Die Weltgesundheitsorganisation (WH0) dementiert zwar eine mögliche Mutation des Erregers, wodurch etwa die Grippe von Mensch zu Mensch übertragen werden könnte. Bei den Wissenschaftlern unbestritten ist jedoch, dass sich der Virus bereits verändert hat, und dabei ist sich in diesem Gebiet „häuslich einzurichten“. Das könnten die ersten Schritte sein, die den H5N1-Virus in der Türkei zu einer dauerhaften Gefahr machen, sagte ein Wissenschaftler der UNO-Organisation für Ernährung und Landwirtschaft (FAO). Hans-Dieter Klenk, Professor am Zentrum für Hygiene und Infektionsbiologie der Uni Marburg, befürchtet sogar: „Dadurch hat das Virus dann eine größere Chance, sich zu verändern und dem Menschen anzupassen“.

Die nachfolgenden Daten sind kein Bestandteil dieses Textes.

//! Build script for the Spotify catalog export CLI.
//!
//! Copies the `.env.example` configuration template from the crate root to
//! the user's local data directory so a ready-to-edit example sits next to
//! where the application looks for its `.env` file.

use std::{env, fs, path::PathBuf};

/// Copies `.env.example` into the platform-specific local data directory.
///
/// Destination:
/// - Linux: `~/.local/share/spodcli/.env.example`
/// - macOS: `~/Library/Application Support/spodcli/.env.example`
/// - Windows: `%LOCALAPPDATA%/spodcli/.env.example`
///
/// A missing template only produces a cargo warning; directory creation or
/// copy failures abort the build.
fn main() -> Result<(), Box<dyn std::error::Error>> {
    // Re-run if the template changes
    println!("cargo:rerun-if-changed=.env.example");

    // Where to copy FROM (crate root)
    let manifest_dir = PathBuf::from(env::var("CARGO_MANIFEST_DIR")?);
    let env_example_path = manifest_dir.join(".env.example");

    // Compute target dir (the local data dir) and ensure it exists
    let mut out_dir = dirs::data_local_dir().unwrap_or_else(|| PathBuf::from("."));
    out_dir.push("spodcli");
    fs::create_dir_all(&out_dir)?;

    // Only copy if the source exists; otherwise warn instead of failing
    if env_example_path.is_file() {
        let contents = fs::read_to_string(&env_example_path)?;
        fs::write(out_dir.join(".env.example"), contents)?;
    } else {
        println!(
            "cargo:warning=.env.example not found at {}",
            env_example_path.display()
        );
    }

    Ok(())
}
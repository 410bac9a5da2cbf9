//! # Spotify Module
//!
//! This module provides the client side of the Spotify Web API integration:
//! token acquisition via the client-credentials grant and authenticated
//! fetches against the catalog endpoints.
//!
//! ## Submodules
//!
//! - [`auth`] - Exchanges client credentials for a bearer token
//! - [`fetch`] - Generic authenticated GET returning the JSON body verbatim
//! - [`releases`] - New-releases browse endpoint
//! - [`artists`] - Genre-filtered artist search endpoint
//!
//! ## Error Handling
//!
//! Every network-calling function returns a typed result built on
//! [`FetchError`]; callers decide uniformly how to log or degrade instead of
//! each call site inventing its own policy. The one deliberate exception is
//! token acquisition, which collapses all failure modes into an explicit
//! absence ([`auth::acquire_token`] returns `Option<Token>`).
//!
//! ## Concurrency
//!
//! All calls are sequential awaits with one request in flight at a time.
//! Each fetch acquires its own token; no state is shared between calls.

use std::fmt;

pub mod artists;
pub mod auth;
pub mod fetch;
pub mod releases;

/// Failure taxonomy for the API layer.
#[derive(Debug)]
pub enum FetchError {
    /// Token endpoint unreachable, non-success status, or missing
    /// `access_token` field.
    Auth(String),
    /// Network-level error on an authenticated GET, or a non-success HTTP
    /// status where the call site checks one.
    Transport(reqwest::Error),
    /// An expected key was absent from the response JSON.
    Shape(String),
}

impl From<reqwest::Error> for FetchError {
    fn from(err: reqwest::Error) -> Self {
        FetchError::Transport(err)
    }
}

impl fmt::Display for FetchError {
    fn fmt(&self, f: &mut fmt::Formatter<'_>) -> fmt::Result {
        match self {
            FetchError::Auth(msg) => write!(f, "authentication failed: {}", msg),
            FetchError::Transport(err) => write!(f, "request failed: {}", err),
            FetchError::Shape(msg) => write!(f, "expected data missing: {}", msg),
        }
    }
}

impl std::error::Error for FetchError {}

Weltweit sind bisher etwa 80 Menschen an der Vogelgrippe gestorben. In den vergangenen Tagen starb auch das dritte Kind einer Familie in der osttürkischen Stadt Van an dem Erreger – Seine beiden Geschwister waren letzte Woche die ersten Toten, die das Virus außerhalb von Asien. Zurzeit sind in der Türkei 15 Patienten auf H5N1 positiv getestet worden und 100 weitere werden untersucht.